‘Allen v. Farrow’ Lead Investigator Amy Herdy Hits Back at Woody Allen Defenders
The investigative journalist who did all the research and reporting for the HBO docuseries opens up about criticisms of bias, the Yale New Haven report, and much more.
The third episode of Allen v. Farrow, the four-part HBO docuseries from filmmakers Kirby Dick and Amy Ziering examining then 7-year-old Dylan Farrow’s child sexual abuse allegation against her adoptive father Woody Allen (and the media firestorm that ensued), contained a number of revelations. We heard more recordings of phone calls between Mia Farrow and Woody Allen, with Farrow desperately pleading with Allen to explain where he was that fateful day of August 4, 1992, when Dylan claims he took her up to the attic and molested her. (Allen denies it and claims Mia brainwashed Dylan.)
We learn that Allen weaponized the media against Mia (and by extension, Dylan), conducting cover interviews with TIME, Newsweek and People, and sitting down with 60 Minutes, while Mia remained largely invisible, she says, to keep the matter private in order to protect her children. Allen further hired private investigators to probe not only Mia and their kids, but also the Connecticut State Police detectives assigned to his case.
Then there is the Yale New Haven report, which asserted that there were “inconsistencies” in Dylan’s story, that she had “difficulties distinguishing fantasy from reality,” and that the abuse accusation was “likely reinforced and encouraged” by her mother Mia. Allen v. Farrow contends that there were a number of glaring issues with the Yale New Haven report, including that it went far beyond its purview in its recommendations, and that Dylan was both believable and consistent in the “core elements” of her allegation against Allen. Allen v. Farrow’s third episode also finds fault with the New York City Child Welfare Administration’s investigation into Allen, whose lead case worker Paul Williams (along with his supervisor) cried cover-up after it was dropped. The episode culminates in the child custody trial between Allen and Farrow, where all available evidence and witnesses (e.g. the Yale New Haven report, and its author Dr. John Leventhal) were introduced. Judge Wilk ultimately ruled in favor of Mia Farrow, concluding: “We will probably never know what occurred on August 4, 1992. The credible testimony of Ms. Farrow, Dr. Coates, Dr. Leventhal, and Mr. Allen does, however, prove that Mr. Allen’s behavior toward Dylan was grossly inappropriate and that measures must be taken to protect her.”
Now, if you ask Allen v. Farrow directors Kirby Dick and Amy Ziering who their secret weapon was, they’ll tell you none other than Amy Herdy, the investigative journalist who helped them secure all their subjects, as well as court and case documents. She’s been reporting on this case for three straight years and knows it inside and out.

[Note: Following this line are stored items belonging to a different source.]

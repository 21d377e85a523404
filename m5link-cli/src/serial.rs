//! Connection settings and device sessions.
//!
//! Every device command goes through [`Settings`]: flags and environment
//! variables (already merged by clap) win over the config file, which wins
//! over built-in defaults. The serial port falls back to auto-detection when
//! neither names one.

use {
    crate::{Cli, CliError, ModeArg, config::Config},
    anyhow::{Context, Result},
    log::{debug, info},
    m5link::{
        Device, DeviceConfig, NativeTransport, ProtocolMode, SerialConfig, auto_detect_port,
        port::DEFAULT_BAUD,
        transfer::DEFAULT_MAX_ATTEMPTS,
    },
    std::time::Duration,
};

/// Resolved connection and transfer settings for one invocation.
#[derive(Debug, Clone, PartialEq, Eq)]
pub struct Settings {
    /// Explicit port, if any; `None` means auto-detect.
    pub port: Option<String>,
    /// Baud rate.
    pub baud: u32,
    /// Protocol mode.
    pub mode: ProtocolMode,
    /// Command deadline, if overridden.
    pub timeout: Option<Duration>,
    /// Upload chunk size; `None` leaves it to the protocol mode.
    pub chunk_size: Option<usize>,
    /// Attempts per chunk.
    pub retries: u32,
}

impl From<ModeArg> for ProtocolMode {
    fn from(mode: ModeArg) -> Self {
        match mode {
            ModeArg::Repl => Self::Repl,
            ModeArg::Binary => Self::Binary,
        }
    }
}

impl Settings {
    /// Merge CLI arguments over the loaded configuration.
    pub fn resolve(cli: &Cli, config: &Config) -> Result<Self> {
        let connection = &config.connection;

        let mode = match (cli.mode, connection.mode.as_deref()) {
            (Some(mode), _) => mode.into(),
            (None, Some(text)) => text
                .parse()
                .map_err(|e: m5link::Error| CliError::Config(e.to_string()))?,
            (None, None) => ProtocolMode::default(),
        };

        let retries = config.transfer.retries.unwrap_or(DEFAULT_MAX_ATTEMPTS);
        if retries == 0 {
            return Err(CliError::Config("transfer.retries must be at least 1".into()).into());
        }

        Ok(Self {
            port: cli.port.clone().or_else(|| connection.port.clone()),
            baud: cli.baud.or(connection.baud).unwrap_or(DEFAULT_BAUD),
            mode,
            timeout: cli
                .timeout
                .or(connection.timeout)
                .map(Duration::from_millis),
            chunk_size: config.transfer.chunk_size,
            retries,
        })
    }

    /// Library configuration for these settings.
    pub fn device_config(&self) -> DeviceConfig {
        let mut config = DeviceConfig {
            mode: self.mode,
            ..DeviceConfig::default()
        };
        if let Some(timeout) = self.timeout {
            config.command_timeout = timeout;
            config.repl.exec_timeout = timeout;
            config.repl.file_timeout = timeout;
        }
        config.transfer.chunk_size = self.chunk_size;
        config.transfer.max_attempts = self.retries;
        config
    }

    fn port_name(&self) -> Result<String> {
        if let Some(port) = &self.port {
            debug!("Using port {port}");
            return Ok(port.clone());
        }
        let detected = auto_detect_port().context("No port given and none detected")?;
        Ok(detected.name)
    }

    /// Connect, run `op` against the device, then disconnect.
    pub fn with_device<R>(
        &self,
        op: impl FnOnce(&Device<NativeTransport>) -> Result<R>,
    ) -> Result<R> {
        let port = self.port_name()?;
        let transport = NativeTransport::new(SerialConfig::new(&port, self.baud));
        let mut device = Device::new(transport, self.device_config());

        device
            .connect()
            .with_context(|| format!("Failed to connect to {port}"))?;
        info!("Connected to {port} ({} mode, {} baud)", self.mode, self.baud);

        let result = op(&device);
        if let Err(e) = device.disconnect() {
            debug!("Disconnect from {port} failed: {e}");
        }
        result
    }
}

Here, Herdy breaks down the arguments made by Allen defenders—including Hadley Freeman of The Guardian—regarding the Yale New Haven report (among other things), Dylan’s credibility, the child custody trial, and the Soon-Yi relationship.
Before we get into Allen v. Farrow—you have a journalism background, right?
I do. I worked at the St. Petersburg Times, The Denver Post, and NBC in Tampa and NBC in Denver. I did investigative work at both television stations, and I did criminal justice at The Denver Post and I covered crime at the St. Petersburg Times.
And I read that your series about rape in the military, “Betrayal in the Ranks,” was the inspiration for Kirby Dick and Amy Ziering’s documentary The Invisible War.
Kirby was pretty generous with saying it inspired him and he used some of the research we had found in The Invisible War. I was interviewed as a subject for it and also assisted behind the scenes, giving some help with research, doing FOIAs, and finding subjects. But I wouldn’t let him pay me. I said, “No, no, no. You interviewed me; you can’t pay me.”
Do you consider Kirby and Amy to be journalists? Or how do you see them?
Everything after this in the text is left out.